Diagnosis: Dissection in proximal aorta
As soon as the call came in from radiology with the diagnosis, Starling initiated the aortic alert process. “As I was talking to the radiologist on the phone, I turned to my assistant and told her we have a code aorta,” says Starling. “As soon as she heard that, she knew what to do; we’ve done drills to practice these alerts.”
Starling’s assistant called the UVA Transfer Center and told the operator that they had an aortic alert. She then called radiology and had the team immediately transfer images to UVA.
Starling communicated the diagnosis to the patient and her husband and informed them of the need to transfer Catherine to UVA. “Within five minutes of initiating the aortic alert, I heard from the vascular surgeon at UVA,” says Sterling. “As I was speaking with him, we had an ambulance transfer crew there and they began loading Mrs. Foret and getting her ready to move.”
Transfer Time: 45 minutes
Catherine Foret was transferred by ambulance to UVA in approximately 45 minutes. “In the time that it took for the patient to transfer to UVA, we were able to get everything ready for her in the OR,” says UVA vascular surgeon John Kern, MD. “The ICU was able to plan their day around her arrival and have the right resources in place.”
Treatment: Type A dissection repair
Catherine was taken directly to the operating room where she underwent surgical repair of her Type A dissection. Because the entire team was well prepared in advance, her complex operation went very smoothly and she was transferred to the ICU later that day in stable condition.

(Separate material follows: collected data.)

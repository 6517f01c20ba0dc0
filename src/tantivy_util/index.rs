use log::debug;
use tantivy::collector::TopDocs;
use tantivy::query::QueryParser;
use tantivy::schema::{IndexRecordOption, Schema};
use tantivy::{Index, IndexReader, IndexWriter, ReloadPolicy, Score, TantivyDocument};

use crate::config::Config;
use crate::site::DocumentStore;
use crate::tantivy_util::{
    add_text_field, extract_text_from_owned_value, register_simple_tokenizer, DocumentFields,
    SearchError, SearchIndex, SearchResult, DOCUMENT_BUDGET_BYTES, RAW_TOKENIZER, SITE_TOKENIZER,
};

fn build_schema() -> (Schema, DocumentFields) {
    let mut builder = Schema::builder();
    let positions = IndexRecordOption::WithFreqsAndPositions;

    let id = add_text_field(true, false, &mut builder, RAW_TOKENIZER, "id", IndexRecordOption::Basic);
    let title = add_text_field(false, true, &mut builder, SITE_TOKENIZER, "title", positions);
    let category = add_text_field(false, true, &mut builder, SITE_TOKENIZER, "category", positions);
    let url = add_text_field(false, true, &mut builder, SITE_TOKENIZER, "url", positions);
    let content = add_text_field(false, true, &mut builder, SITE_TOKENIZER, "content", positions);

    (builder.build(), DocumentFields { id, title, category, url, content })
}

impl SearchIndex {
    /// Indexes every document of the store once; the index is never written to again.
    pub fn build(store: &DocumentStore, config: &Config) -> Result<SearchIndex, SearchError> {
        let (schema, fields) = build_schema();
        let index = Index::create_in_ram(schema);
        register_simple_tokenizer(config.text_limit, &index, SITE_TOKENIZER, &config.language)?;

        let mut writer: IndexWriter = index.writer_with_num_threads(1, DOCUMENT_BUDGET_BYTES)?;
        for doc in store.iter() {
            let mut tantivy_doc = TantivyDocument::new();
            tantivy_doc.add_text(fields.id, &doc.id);
            tantivy_doc.add_text(fields.title, &doc.title);
            tantivy_doc.add_text(fields.category, &doc.category);
            tantivy_doc.add_text(fields.url, &doc.url);
            tantivy_doc.add_text(fields.content, &doc.content);
            writer.add_document(tantivy_doc)?;
        }
        writer.commit()?;

        let reader: IndexReader = index
            .reader_builder()
            .reload_policy(ReloadPolicy::Manual)
            .try_into()?;
        reader.reload()?;
        debug!("indexed {} documents", store.len());

        Ok(SearchIndex {
            index,
            fields,
            reader,
            title_boost: config.title_boost,
        })
    }

    pub fn num_docs(&self) -> u64 {
        self.reader.searcher().num_docs()
    }

    /// Runs `query` against every indexed field and returns all hits, best first.
    pub fn search(&self, query: &str) -> Result<Vec<SearchResult>, SearchError> {
        let searcher = self.reader.searcher();
        let num_docs = searcher.num_docs() as usize;
        if num_docs == 0 || query.trim().is_empty() {
            return Ok(vec![]);
        }

        let mut query_parser = QueryParser::for_index(&self.index, self.fields.all());
        query_parser.set_field_boost(self.fields.title, self.title_boost as Score);

        let (query, errors) = query_parser.parse_query_lenient(query);
        if !errors.is_empty() {
            debug!("lenient query parse dropped parts of {:?}: {:?}", query, errors);
        }

        let top_docs = searcher.search(&query, &TopDocs::with_limit(num_docs))?;

        let mut results = Vec::with_capacity(top_docs.len());
        for (score, doc_address) in top_docs {
            let doc: TantivyDocument = searcher.doc(doc_address)?;
            let reference = doc
                .get_first(self.fields.id)
                .and_then(extract_text_from_owned_value)
                .ok_or_else(|| SearchError("Indexed document has no id".to_string()))?;
            results.push(SearchResult {
                reference: reference.into_owned(),
                score,
            });
        }
        Ok(results)
    }
}
use log::debug;

use crate::page::{Element, SearchStatus, SearchView, Tag};
use crate::preview::{locate, render, trim_page_text};
use crate::site::{Document, DocumentStore};
use crate::tantivy_util::{SearchError, SearchResult};

pub struct ResultRenderer<'a> {
    documents: &'a DocumentStore,
    base_url: &'a str,
    content_window: usize,
}

impl<'a> ResultRenderer<'a> {
    pub fn new(documents: &'a DocumentStore, base_url: &'a str, content_window: usize) -> Self {
        ResultRenderer {
            documents,
            base_url,
            content_window,
        }
    }

    /// Fills the results list in the order given. Entries are built before the
    /// list is touched, so an unknown reference leaves the page as it was.
    pub fn render<V: SearchView + ?Sized>(
        &self,
        results: &[SearchResult],
        query: &str,
        view: &mut V,
    ) -> Result<(), SearchError> {
        if results.is_empty() {
            view.hide_results();
            view.set_status(SearchStatus::No);
            return Ok(());
        }

        let entries = results
            .iter()
            .map(|result| self.entry(result, query))
            .collect::<Result<Vec<_>, _>>()?;

        let container = view.results_container();
        container.clear();
        for entry in entries {
            container.append_child(entry);
        }
        view.set_status(SearchStatus::Showing);
        debug!("rendered {} results for {:?}", results.len(), query);
        Ok(())
    }

    fn resolve(&self, result: &SearchResult) -> Result<&'a Document, SearchError> {
        self.documents
            .get(&result.reference)
            .ok_or_else(|| SearchError(format!("Unknown document reference {}", result.reference)))
    }

    fn entry(&self, result: &SearchResult, query: &str) -> Result<Element, SearchError> {
        let doc = self.resolve(result)?;
        let content_preview = locate(query, &doc.content, Some(self.content_window));
        let title_preview = locate(query, &doc.title, None);

        let href = format!("{}{}", self.base_url, trim_page_text(&doc.url));
        let mut link = Element::new(Tag::A).with_attribute("href", &href);
        render(&mut link, &title_preview.text, &title_preview.highlights)?;

        let mut small = Element::new(Tag::Small);
        render(&mut small, &content_preview.text, &content_preview.highlights)?;

        let mut heading = Element::new(Tag::H4);
        heading.append_child(link);
        let mut paragraph = Element::new(Tag::P);
        paragraph.append_child(small);

        let mut item = Element::new(Tag::Li);
        item.append_child(heading);
        item.append_child(paragraph);
        Ok(item)
    }
}
use serde::Serialize;
use tantivy::schema::Field;
use tantivy::{Index, IndexReader};

pub struct SearchIndex {
    pub index: Index,
    pub fields: DocumentFields,
    pub(crate) reader: IndexReader,
    pub(crate) title_boost: f32,
}

#[derive(Clone, Copy, Debug)]
pub struct DocumentFields {
    pub id: Field,
    pub title: Field,
    pub category: Field,
    pub url: Field,
    pub content: Field,
}

impl DocumentFields {
    pub fn all(&self) -> Vec<Field> {
        vec![self.id, self.title, self.category, self.url, self.content]
    }
}

/// A ranked hit, pointing back into the document store.
#[derive(Clone, Debug, PartialEq, Serialize)]
pub struct SearchResult {
    #[serde(rename = "ref")]
    pub reference: String,
    pub score: f32,
}
use crate::tantivy_util::SearchError;
use phf::phf_map;
use tantivy::tokenizer::{Language, Stemmer};

/// Primary language subtags the site analyzer can stem.
pub static LANGUAGES: phf::Map<&'static str, Language> = phf_map! {
    "ar" => Language::Arabic,
    "da" => Language::Danish,
    "de" => Language::German,
    "el" => Language::Greek,
    "en" => Language::English,
    "es" => Language::Spanish,
    "fi" => Language::Finnish,
    "fr" => Language::French,
    "hu" => Language::Hungarian,
    "it" => Language::Italian,
    "nb" => Language::Norwegian,
    "nl" => Language::Dutch,
    "nn" => Language::Norwegian,
    "no" => Language::Norwegian,
    "pt" => Language::Portuguese,
    "ro" => Language::Romanian,
    "ru" => Language::Russian,
    "sv" => Language::Swedish,
    "ta" => Language::Tamil,
    "tr" => Language::Turkish,
};

/// Reduces a page language tag such as `en-GB` or `pt_BR` to its primary
/// subtag, lowercased.
fn primary_subtag(tag: &str) -> String {
    tag.trim()
        .split(['-', '_'])
        .next()
        .unwrap_or_default()
        .to_ascii_lowercase()
}

pub fn create_stemmer(tag: &str) -> Result<Stemmer, SearchError> {
    let primary = primary_subtag(tag);
    match LANGUAGES.get(primary.as_str()) {
        Some(language) => Ok(Stemmer::new(language.to_owned())),
        None => Err(SearchError(format!("No stemmer for site language {tag:?}"))),
    }
}
use std::borrow::Cow;
use std::ffi::{CStr, CString};
use std::os::raw::c_char;
use std::ptr;
use log::debug;

use crate::config;
use crate::page::{PageContext, PageView};
use crate::tantivy_util::{SearchError, SearchResult};

const POINTER_IS_NULL: &str = "Pointer is null";

/// Search hits handed across the C boundary.
pub struct SearchResults {
    pub results: Vec<SearchResult>,
    pub size: usize,
}

pub fn set_error(err: &str, error_buffer: *mut *mut c_char) {
    let err_str = match CString::new(err) {
        Ok(s) => s,
        Err(_) => return,
    };
    write_buffer(error_buffer, err_str);
}

fn write_buffer(error_buffer: *mut *mut c_char, err_str: CString) {
    unsafe {
        if !error_buffer.is_null() {
            *error_buffer = err_str.into_raw();
        }
    }
}

fn process_c_str<'a>(str_ptr: *const c_char) -> Result<Cow<'a, str>, SearchError> {
    if str_ptr.is_null() {
        return Err(SearchError(POINTER_IS_NULL.to_owned()));
    }
    let c_str = unsafe { CStr::from_ptr(str_ptr) };
    if config::current().utf8_lenient {
        return Ok(c_str.to_string_lossy());
    }
    c_str
        .to_str()
        .map(Cow::Borrowed)
        .map_err(|err| SearchError::from_err("Invalid UTF-8", &err.to_string()))
}

pub fn assert_string(str_ptr: *const c_char) -> Result<String, SearchError> {
    process_c_str(str_ptr).map(Cow::into_owned)
}

pub fn assert_str<'a>(str_ptr: *const c_char) -> Result<Cow<'a, str>, SearchError> {
    process_c_str(str_ptr)
}

pub fn assert_pointer<'a, T>(ptr: *mut T) -> Result<&'a mut T, SearchError> {
    if ptr.is_null() {
        return Err(SearchError(POINTER_IS_NULL.to_owned()));
    }
    Ok(unsafe { &mut *ptr })
}

pub fn into_c_string(value: String) -> Result<*mut c_char, SearchError> {
    CString::new(value)
        .map(CString::into_raw)
        .map_err(|err| SearchError::from_err("String contains a NUL byte", &err.to_string()))
}

pub fn start_lib_init(log_level: &str, base_url: String, language: String, utf8_lenient: bool) {
    match config::CONFIG.write() {
        Ok(mut config) => {
            config.update_utf8_lenient(utf8_lenient);
            config.update_base_url(base_url);
            config.update_language(language);
        }
        Err(e) => debug!("Failed to update config: {}", e),
    };

    let _ = env_logger::Builder::from_env(
        env_logger::Env::default().default_filter_or(log_level)
    ).try_init();
}

pub fn create_page_context(documents_json: &str) -> Result<*mut PageContext, SearchError> {
    let context = PageContext::from_json(documents_json, config::current())?;
    Ok(Box::into_raw(Box::new(context)))
}

pub fn search(query: &str, context: &PageContext) -> Result<*mut SearchResults, SearchError> {
    let results = context.search(query)?;
    let size = results.len();
    Ok(Box::into_raw(Box::new(SearchResults { results, size })))
}

pub fn get_ref(index: usize, results: &SearchResults) -> Result<*mut c_char, SearchError> {
    let result = results
        .results
        .get(index)
        .ok_or_else(|| SearchError("wrong index".to_string()))?;
    into_c_string(result.reference.clone())
}

pub fn render_page(location_search: &str, context: &PageContext) -> Result<*mut c_char, SearchError> {
    let mut view = PageView::new();
    context.run(location_search, &mut view)?;
    into_c_string(view.to_json().to_string())
}

pub fn drop_any<T>(ptr: *mut T) {
    if !ptr.is_null() {
        unsafe { drop(Box::from_raw(ptr)); }
    }
}

pub fn null_on_error<T>(result: Result<*mut T, SearchError>, error_buffer: *mut *mut c_char) -> *mut T {
    match result {
        Ok(value) => value,
        Err(err) => {
            set_error(&err.to_string(), error_buffer);
            ptr::null_mut()
        }
    }
}

#[cfg(test)]
mod tests {
    use std::ffi::{CStr, CString};
    use std::os::raw::c_char;
    use std::ptr;

    use crate::c_util::{
        assert_pointer, assert_string, create_page_context, drop_any, get_ref, render_page, search,
        set_error,
    };

    const SITE_DATA: &str = r#"[
        {"id": "teams", "title": "Teams", "category": "admin", "url": "/docs/teams/", "content": "Manage teams."},
        {"id": "users", "title": "Users", "category": "admin", "url": "/docs/users/", "content": "Manage users."}
    ]"#;

    fn take_c_string(ptr: *mut c_char) -> String {
        let value = unsafe { CString::from_raw(ptr) };
        value.into_string().unwrap()
    }

    #[test]
    fn null_pointers_are_errors() {
        assert!(assert_string(ptr::null()).is_err());
        assert!(assert_pointer::<u8>(ptr::null_mut()).is_err());
    }

    #[test]
    fn error_buffer_receives_message() {
        let mut buffer: *mut c_char = ptr::null_mut();
        set_error("boom", &mut buffer);
        assert_eq!(take_c_string(buffer), "boom");

        set_error("ignored", ptr::null_mut());
    }

    #[test]
    fn reads_c_strings() {
        let value = CString::new("spring").unwrap();
        assert_eq!(assert_string(value.as_ptr()).unwrap(), "spring");
    }

    #[test]
    fn context_search_and_render() {
        let context_ptr = create_page_context(SITE_DATA).unwrap();
        let context = assert_pointer(context_ptr).unwrap();

        let results_ptr = search("users", context).unwrap();
        let results = assert_pointer(results_ptr).unwrap();
        assert_eq!(results.size, 1);
        assert_eq!(take_c_string(get_ref(0, results).unwrap()), "users");
        assert!(get_ref(1, results).is_err());
        drop_any(results_ptr);

        let json_ptr = render_page("?q=teams", context).unwrap();
        let json: serde_json::Value =
            serde_json::from_str(unsafe { CStr::from_ptr(json_ptr) }.to_str().unwrap()).unwrap();
        drop(unsafe { CString::from_raw(json_ptr) });
        assert_eq!(json["status"], "Showing");
        assert_eq!(json["search_input"], "teams");
        assert!(json["results_html"].as_str().unwrap().contains("<strong>Teams</strong>"));

        drop_any(context_ptr);
    }

    #[test]
    fn bad_site_data() {
        assert!(create_page_context("{").is_err());
    }
}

Outcome: Complete repair and recovery
By 9 p.m. on the day of the surgery, Catherine was extubated. By the next morning, she was sitting up in bed eating breakfast and she took a walk in the hallway. “The therapist bragged about the strength in her legs and core,” says Catherine’s husband, Gene. “Most of her life she wore out her treadmill; she walked religiously five days a week. After a week and a half at home, she was walking the length of the house and she continues to improve. Her progress has been outstanding.”
When asked about Catherine’s transfer to UVA, Gene adds: “The thing that blows my mind is the speed at which UVA knew what they were up against. For that 45-minute ambulance ride, they were preparing for her based on what they knew from the doctor at Culpeper and what they received electronically. Without that process in place, we could’ve lost my precious angel.”